Gunasekaran Arunprasad, de Los Reyes Nova Kristine M, Walters Jerry, Kazemi Noojan
Department of Neurosurgery, University of Arkansas for Medical Sciences, Little Rock, Arkansas, USA.
Department of Neurosurgery, University of Arkansas for Medical Sciences, Little Rock, Arkansas, USA.
World Neurosurg. 2018 Jan;109:275-284. doi: 10.1016/j.wneu.2017.09.209. Epub 2017 Oct 7.
Spontaneous cervical intradural disc herniation (IDH) is a rare occurrence with limited and disparate information available regarding its presentation, diagnosis, and treatment. However, its accurate detection is vital for planning surgical treatment. In this review of the literature, we collected data from all cervical IDHs described to date. Particular attention was paid to diagnostic findings, surgical approach, and causation for cervical IDH, especially at the cervicothoracic junction.
A review for cases of cervical IDH was performed via the following search criteria: ("neck"[MeSH Terms] OR "neck"[All Fields] OR "cervical"[All Fields]) AND intradural[All Fields] AND disc[All Fields]. Thirty-seven cases of cervical disc herniation were identified. Demographic variables identified included age, sex, cervical level of herniation, history of associated cervical trauma, presence of Brown-Séquard syndrome, Horner syndrome, and other neurologic findings, radiographic findings, direction of surgical approach, and postoperative outcomes.

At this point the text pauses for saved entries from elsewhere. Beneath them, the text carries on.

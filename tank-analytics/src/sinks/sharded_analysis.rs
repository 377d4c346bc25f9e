use std::{
    collections::{BTreeMap, HashMap},
    sync::{
        atomic::{AtomicUsize, Ordering},
        Arc,
    },
};

use futures::StreamExt;
use tank_domain::domain::Reading;
use tokio::sync::{mpsc, Mutex};
use tokio_stream::wrappers::ReceiverStream;

use crate::pipeline::{Envelope, PipelineError, Sink};

/// Per-asset computation run once the asset's readings are complete.
///
/// Implementations are synchronous and run on the blocking pool.
pub trait AssetAnalyzer: Send + Sync + 'static {
    type Output: Send + 'static;

    /// Whether readings of this asset should be collected at all.
    fn accepts(&self, _asset_id: &str) -> bool {
        true
    }

    /// `None` drops the asset from the results.
    fn analyze(&self, asset_id: &str, readings: Vec<Reading>) -> Option<Self::Output>;
}

fn shard_index(key: &str, workers: usize) -> usize {
    use std::hash::{Hash, Hasher};

    let mut h = std::collections::hash_map::DefaultHasher::new();
    key.hash(&mut h);
    (h.finish() as usize) % workers.max(1)
}

/// Shards readings by asset id over `workers` tasks. Each task holds the
/// complete batch of its assets and analyzes them after the input ends, so
/// no asset is ever split across workers.
pub struct ShardedAnalysisSink<A: AssetAnalyzer> {
    analyzer: Arc<A>,
    workers: usize,
    channel_capacity: usize,
    results: Arc<Mutex<BTreeMap<String, A::Output>>>,
    rejected: Arc<AtomicUsize>,
}

impl<A: AssetAnalyzer> ShardedAnalysisSink<A> {
    pub fn new(analyzer: A, workers: usize, channel_capacity: usize) -> Self {
        Self {
            analyzer: Arc::new(analyzer),
            workers: workers.max(1),
            channel_capacity: channel_capacity.max(1),
            results: Arc::new(Mutex::new(BTreeMap::new())),
            rejected: Arc::new(AtomicUsize::new(0)),
        }
    }

    /// Per-asset outputs, ordered by asset id; filled when `run` returns.
    pub fn results(&self) -> Arc<Mutex<BTreeMap<String, A::Output>>> {
        self.results.clone()
    }

    /// Upstream items that arrived as errors and were skipped.
    pub fn rejected(&self) -> Arc<AtomicUsize> {
        self.rejected.clone()
    }
}

async fn collect_shard<A: AssetAnalyzer>(
    analyzer: Arc<A>,
    rx: mpsc::Receiver<Reading>,
) -> Result<Vec<(String, A::Output)>, PipelineError> {
    let mut incoming = ReceiverStream::new(rx);
    let mut by_asset: HashMap<String, Vec<Reading>> = HashMap::new();
    while let Some(reading) = incoming.next().await {
        by_asset.entry(reading.asset_id.clone()).or_default().push(reading);
    }

    tokio::task::spawn_blocking(move || {
        by_asset
            .into_iter()
            .filter_map(|(asset_id, readings)| {
                let out = analyzer.analyze(&asset_id, readings)?;
                Some((asset_id, out))
            })
            .collect::<Vec<_>>()
    })
    .await
    .map_err(|e| PipelineError::Sink(format!("analysis task failed: {e}")))
}

#[async_trait::async_trait]
impl<A: AssetAnalyzer> Sink<Reading> for ShardedAnalysisSink<A> {
    async fn run<S>(&self, mut input: S) -> Result<(), PipelineError>
    where
        S: futures::Stream<Item = Result<Envelope<Reading>, PipelineError>> + Send + Unpin + 'static,
    {
        let mut txs = Vec::with_capacity(self.workers);
        let mut joins = Vec::with_capacity(self.workers);

        for _ in 0..self.workers {
            let (tx, rx) = mpsc::channel::<Reading>(self.channel_capacity);
            txs.push(tx);
            joins.push(tokio::spawn(collect_shard(self.analyzer.clone(), rx)));
        }

        while let Some(item) = input.next().await {
            let env = match item {
                Ok(env) => env,
                Err(e) => {
                    self.rejected.fetch_add(1, Ordering::Relaxed);
                    tracing::warn!(error = %e, "skipping rejected record");
                    continue;
                }
            };
            if !self.analyzer.accepts(&env.payload.asset_id) {
                continue;
            }

            let idx = shard_index(&env.payload.asset_id, self.workers);
            if txs[idx].send(env.payload).await.is_err() {
                return Err(PipelineError::Sink("analysis worker channel closed".to_string()));
            }
        }

        drop(txs);

        let mut merged = BTreeMap::new();
        for j in joins {
            match j.await {
                Ok(Ok(outputs)) => merged.extend(outputs),
                Ok(Err(e)) => return Err(e),
                Err(e) => return Err(PipelineError::Sink(format!("analysis worker join error: {e}"))),
            }
        }

        tracing::info!(assets = merged.len(), "analysis complete");
        *self.results.lock().await = merged;
        Ok(())
    }
}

A total of 37 cases of cervical IDH were identified. Most of the cases occurred at the lower levels of the cervical spine, with 35.1% at the C5-C6 level, followed by 24.3% at C6-C7, and lower still at other levels. Of the patients reviewed, 44.4% had a previous history of trauma before manifestation of symptom, with the majority being spontaneous IDH with no previous history of trauma or spine surgery. Brown-Séquard syndrome was present in 43.2% of the patients, whereas 10.8% of patients experienced Horner syndrome. The most common presentations of IDH included quadriplegia, finger/gait ataxia, radiculopathy, and nuchal pain. The degree of neurologic recovery was not associated with patient age. Most of the cervical IDHs in the literature were treated surgically via an anterior approach, but a larger portion of patients who underwent a posterior approach had improved recovery.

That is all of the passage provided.